Native Hawaiians living in the “vacation paradise” are caught between the state’s two major industries, the U.S. military and tourism. Through DeTours, they challenge both by showing tourists Hawaii from their perspective.
When most people think of Hawaii, images of hula dancers, surfers, and honeymoons might come to mind. That is, to settlers. To the roughly 156,000 Kānaka Maoli, or Native Hawaiians, who are greatly outnumbered by migrants, settlers, and their descendants, aloha means something completely different. As haole, or outsiders, we have to ask ourselves why our popular imagination of a Hawaiian paradise rarely considers the reality of its original inhabitants, and what processes took place to enable such a mass tourist presence to propagate there. In 2015 Hawaii received 8.6 million arrivals, most of them Americans from the lower 48, who spent $15 billion that year alone. None of them need look further than the state’s other major industry—the U.S. military—to begin to understand that process.
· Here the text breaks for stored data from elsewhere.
//! JSON model-file backend.
//!
//! Models live either on disk (one pretty-printed `ModelDocument` per file)
//! or in a shared in-memory map. Both share a lock registry: a model file can
//! be held by one session at a time, as the real engine enforces.

use crate::error::{EngineError, EngineResult};
use crate::model::ModelDocument;
use crate::session::{EngineSession, SessionFactory};
use crate::types::{BoundaryTable, ComponentValues, GeometryMap, ParameterMap, RunResult, UnitSystem};
use pn_core::{ComponentKind, SettingKey, Value};
use std::collections::{HashMap, HashSet};
use std::fs;
use std::path::{Path, PathBuf};
use std::sync::{Arc, Mutex, PoisonError};

/// Extension of model files written by this backend.
pub const MODEL_EXTENSION: &str = "pnm";

type MemoryModels = Arc<Mutex<HashMap<PathBuf, ModelDocument>>>;
type LockRegistry = Arc<Mutex<HashSet<PathBuf>>>;

#[derive(Debug, Clone)]
enum Storage {
    Disk,
    Memory(MemoryModels),
}

impl Storage {
    fn load(&self, path: &Path) -> EngineResult<ModelDocument> {
        match self {
            Storage::Disk => {
                let content = fs::read_to_string(path).map_err(|e| EngineError::Open {
                    path: path.to_path_buf(),
                    reason: e.to_string(),
                })?;
                serde_json::from_str(&content).map_err(|source| EngineError::Json {
                    path: path.to_path_buf(),
                    source,
                })
            }
            Storage::Memory(models) => models
                .lock()
                .unwrap_or_else(PoisonError::into_inner)
                .get(path)
                .cloned()
                .ok_or_else(|| EngineError::Open {
                    path: path.to_path_buf(),
                    reason: "model file does not exist".to_string(),
                }),
        }
    }

    fn store(&self, path: &Path, doc: &ModelDocument) -> EngineResult<()> {
        match self {
            Storage::Disk => {
                if let Some(parent) = path.parent()
                    && !parent.as_os_str().is_empty()
                {
                    fs::create_dir_all(parent).map_err(|source| EngineError::Io {
                        path: path.to_path_buf(),
                        source,
                    })?;
                }
                let json = serde_json::to_string_pretty(doc).map_err(|source| EngineError::Json {
                    path: path.to_path_buf(),
                    source,
                })?;
                fs::write(path, json).map_err(|e| EngineError::Save {
                    path: path.to_path_buf(),
                    reason: e.to_string(),
                })
            }
            Storage::Memory(models) => {
                models
                    .lock()
                    .unwrap_or_else(PoisonError::into_inner)
                    .insert(path.to_path_buf(), doc.clone());
                Ok(())
            }
        }
    }

    fn remove(&self, path: &Path) -> EngineResult<()> {
        match self {
            Storage::Disk => fs::remove_file(path).map_err(|source| EngineError::Io {
                path: path.to_path_buf(),
                source,
            }),
            Storage::Memory(models) => models
                .lock()
                .unwrap_or_else(PoisonError::into_inner)
                .remove(path)
                .map(|_| ())
                .ok_or_else(|| EngineError::NotFound {
                    path: path.to_path_buf(),
                    name: path.display().to_string(),
                }),
        }
    }

    fn list(&self, folder: &Path, extension: &str) -> EngineResult<Vec<PathBuf>> {
        let has_ext = |p: &Path| p.extension().is_some_and(|e| e == extension);
        let mut out: Vec<PathBuf> = match self {
            Storage::Disk => {
                let entries = fs::read_dir(folder).map_err(|source| EngineError::Io {
                    path: folder.to_path_buf(),
                    source,
                })?;
                entries
                    .filter_map(|e| e.ok().map(|e| e.path()))
                    .filter(|p| p.is_file() && has_ext(p))
                    .collect()
            }
            Storage::Memory(models) => models
                .lock()
                .unwrap_or_else(PoisonError::into_inner)
                .keys()
                .filter(|p| p.parent() == Some(folder) && has_ext(p))
                .cloned()
                .collect(),
        };
        out.sort();
        Ok(out)
    }
}

fn lock_key(path: &Path) -> PathBuf {
    std::path::absolute(path).unwrap_or_else(|_| path.to_path_buf())
}

/// Opens `JsonModelSession`s.
#[derive(Debug, Clone)]
pub struct JsonModelFactory {
    storage: Storage,
    locks: LockRegistry,
}

impl JsonModelFactory {
    /// Models are files on disk.
    pub fn disk() -> Self {
        Self {
            storage: Storage::Disk,
            locks: LockRegistry::default(),
        }
    }

    /// Models live in memory, shared by every clone of the factory.
    pub fn in_memory() -> Self {
        Self {
            storage: Storage::Memory(MemoryModels::default()),
            locks: LockRegistry::default(),
        }
    }

    pub fn load_document(&self, path: &Path) -> EngineResult<ModelDocument> {
        self.storage.load(path)
    }

    pub fn store_document(&self, path: &Path, doc: &ModelDocument) -> EngineResult<()> {
        self.storage.store(path, doc)
    }

    pub fn is_locked(&self, path: &Path) -> bool {
        self.locks
            .lock()
            .unwrap_or_else(PoisonError::into_inner)
            .contains(&lock_key(path))
    }

    fn acquire(&self, path: &Path) -> EngineResult<()> {
        let mut locks = self.locks.lock().unwrap_or_else(PoisonError::into_inner);
        if !locks.insert(lock_key(path)) {
            return Err(EngineError::Locked {
                path: path.to_path_buf(),
            });
        }
        Ok(())
    }
}

impl SessionFactory for JsonModelFactory {
    fn open(&self, path: &Path, units: UnitSystem) -> EngineResult<Box<dyn EngineSession>> {
        self.acquire(path)?;
        let doc = match self.storage.load(path) {
            Ok(doc) => doc,
            Err(e) => {
                release(&self.locks, path);
                return Err(e);
            }
        };
        if doc.units != units {
            tracing::debug!(model = %path.display(), stored = ?doc.units, requested = ?units, "opening in a different unit system");
        }
        Ok(Box::new(JsonModelSession {
            path: path.to_path_buf(),
            units,
            doc,
            conditions: None,
            storage: self.storage.clone(),
            locks: Arc::clone(&self.locks),
            open: true,
        }))
    }

    fn duplicate(&self, src: &Path, dst: &Path) -> EngineResult<()> {
        if self.is_locked(dst) {
            return Err(EngineError::Locked {
                path: dst.to_path_buf(),
            });
        }
        let doc = self.storage.load(src)?;
        self.storage.store(dst, &doc)?;
        tracing::debug!(from = %src.display(), to = %dst.display(), "model duplicated");
        Ok(())
    }

    fn remove(&self, path: &Path) -> EngineResult<()> {
        if self.is_locked(path) {
            return Err(EngineError::Locked {
                path: path.to_path_buf(),
            });
        }
        self.storage.remove(path)?;
        tracing::debug!(model = %path.display(), "model removed");
        Ok(())
    }

    fn list_models(&self, folder: &Path) -> EngineResult<Vec<PathBuf>> {
        self.storage.list(folder, MODEL_EXTENSION)
    }

    fn model_extension(&self) -> &str {
        MODEL_EXTENSION
    }
}

fn release(locks: &LockRegistry, path: &Path) {
    locks
        .lock()
        .unwrap_or_else(PoisonError::into_inner)
        .remove(&lock_key(path));
}

/// A model held open by the JSON backend.
///
/// Boundary conditions are cached on first read and only refreshed by
/// `reset_conditions`, so parameter changes stay invisible to
/// `get_conditions` until the caller resets.
#[derive(Debug)]
pub struct JsonModelSession {
    path: PathBuf,
    units: UnitSystem,
    doc: ModelDocument,
    conditions: Option<BoundaryTable>,
    storage: Storage,
    locks: LockRegistry,
    open: bool,
}

impl JsonModelSession {
    fn ensure_open(&self) -> EngineResult<()> {
        if self.open {
            Ok(())
        } else {
            Err(EngineError::Closed {
                path: self.path.clone(),
            })
        }
    }

    pub fn document(&self) -> &ModelDocument {
        &self.doc
    }
}

impl EngineSession for JsonModelSession {
    fn model_path(&self) -> &Path {
        &self.path
    }

    fn units(&self) -> UnitSystem {
        self.units
    }

    fn get_values(
        &self,
        kind: Option<ComponentKind>,
        parameters: Option<&[String]>,
    ) -> EngineResult<ParameterMap> {
        self.ensure_open()?;
        self.doc.values(&self.path, kind, parameters)
    }

    fn set_values(&mut self, values: &ParameterMap) -> EngineResult<()> {
        self.ensure_open()?;
        self.doc.set_values(&self.path, values)
    }

    fn get_geometry(&self, flowlines: Option<&[String]>) -> EngineResult<GeometryMap> {
        self.ensure_open()?;
        self.doc.geometry_of(&self.path, flowlines)
    }

    fn set_geometry(&mut self, geometry: &GeometryMap) -> EngineResult<()> {
        self.ensure_open()?;
        self.doc.set_geometry(&self.path, geometry)
    }

    fn find(&self, kind: ComponentKind, name: &str) -> EngineResult<bool> {
        self.ensure_open()?;
        Ok(self.doc.kind_of(name) == Some(kind))
    }

    fn add(
        &mut self,
        kind: ComponentKind,
        name: &str,
        parameters: Option<&ComponentValues>,
    ) -> EngineResult<()> {
        self.ensure_open()?;
        self.doc.add_component(&self.path, kind, name, parameters)
    }

    fn connect(&mut self, from: &str, to: &str) -> EngineResult<()> {
        self.ensure_open()?;
        self.doc.connect(&self.path, from, to)
    }

    fn validate(&self) -> EngineResult<Vec<String>> {
        self.ensure_open()?;
        Ok(self.doc.validate())
    }

    fn run(
        &mut self,
        system_variables: &[String],
        profile_variables: &[String],
    ) -> EngineResult<RunResult> {
        self.ensure_open()?;
        self.doc.run(&self.path, system_variables, profile_variables)
    }

    fn get_conditions(&mut self) -> EngineResult<BoundaryTable> {
        self.ensure_open()?;
        let table = self
            .conditions
            .get_or_insert_with(|| self.doc.boundary_table());
        Ok(table.clone())
    }

    fn set_conditions(&mut self, boundaries: &BoundaryTable) -> EngineResult<()> {
        self.ensure_open()?;
        self.doc.apply_boundaries(&self.path, boundaries)?;
        self.conditions = Some(self.doc.boundary_table());
        Ok(())
    }

    fn reset_conditions(&mut self) -> EngineResult<bool> {
        self.ensure_open()?;
        self.conditions = None;
        Ok(true)
    }

    fn set_setting(&mut self, key: SettingKey, value: &Value) -> EngineResult<()> {
        self.ensure_open()?;
        self.doc.set_setting(key, value);
        Ok(())
    }

    fn save(&mut self, path: Option<&Path>) -> EngineResult<PathBuf> {
        self.ensure_open()?;
        let target = path.map_or_else(|| self.path.clone(), Path::to_path_buf);
        if lock_key(&target) != lock_key(&self.path) {
            let held = self
                .locks
                .lock()
                .unwrap_or_else(PoisonError::into_inner)
                .contains(&lock_key(&target));
            if held {
                return Err(EngineError::Locked { path: target });
            }
        }
        self.doc.units = self.units;
        self.storage.store(&target, &self.doc)?;
        tracing::debug!(model = %target.display(), "model saved");
        Ok(target)
    }

    fn close(&mut self) -> EngineResult<()> {
        if self.open {
            self.open = false;
            release(&self.locks, &self.path);
        }
        Ok(())
    }
}

impl Drop for JsonModelSession {
    fn drop(&mut self) {
        if self.open {
            release(&self.locks, &self.path);
        }
    }
}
“Hawaii is captured by the twin forces of militarism and tourism,” Kyle Kajihiro, who is an activist and himself a fourth-generation migrant of Japanese ancestry, recently told me over email. Along with Native Hawaiian Terry Keko‘olani, he leads demilitarized tours, or DeTours, to historic points of U.S. intervention on the islands, drawing attention to its role in overthrowing the kingdom over a century ago, and its use of the islands as a strategic linchpin “to extend American empire across the Pacific.”
Considering the perception of Hawaii as a playground and outpost of a foreign power, it’s only fitting that Hawaiians are using the forums of tours and travel guides to bring attention to the military presence there, often obfuscated by the lure of leisure.
“The tourism industry provides the mask to conceal the violence of this arrangement and naturalize its presence,” said Kajihiro. After statehood was secured in 1959, Hawaii’s economy went from being dominated by sugar plantations and the military to tourism and the military. “Militarization is everywhere in Hawaii, and yet it is hidden in plain sight,” he said, referring to the 80,000 active duty and civilian personnel serving every branch of the U.S. military on 11 bases spread across every county in Hawaii, costing the state $7.8 billion in 2015 alone, according to the Hawaii Defense Economy project. It is the second most powerful industry on the islands, with tourism leading the way.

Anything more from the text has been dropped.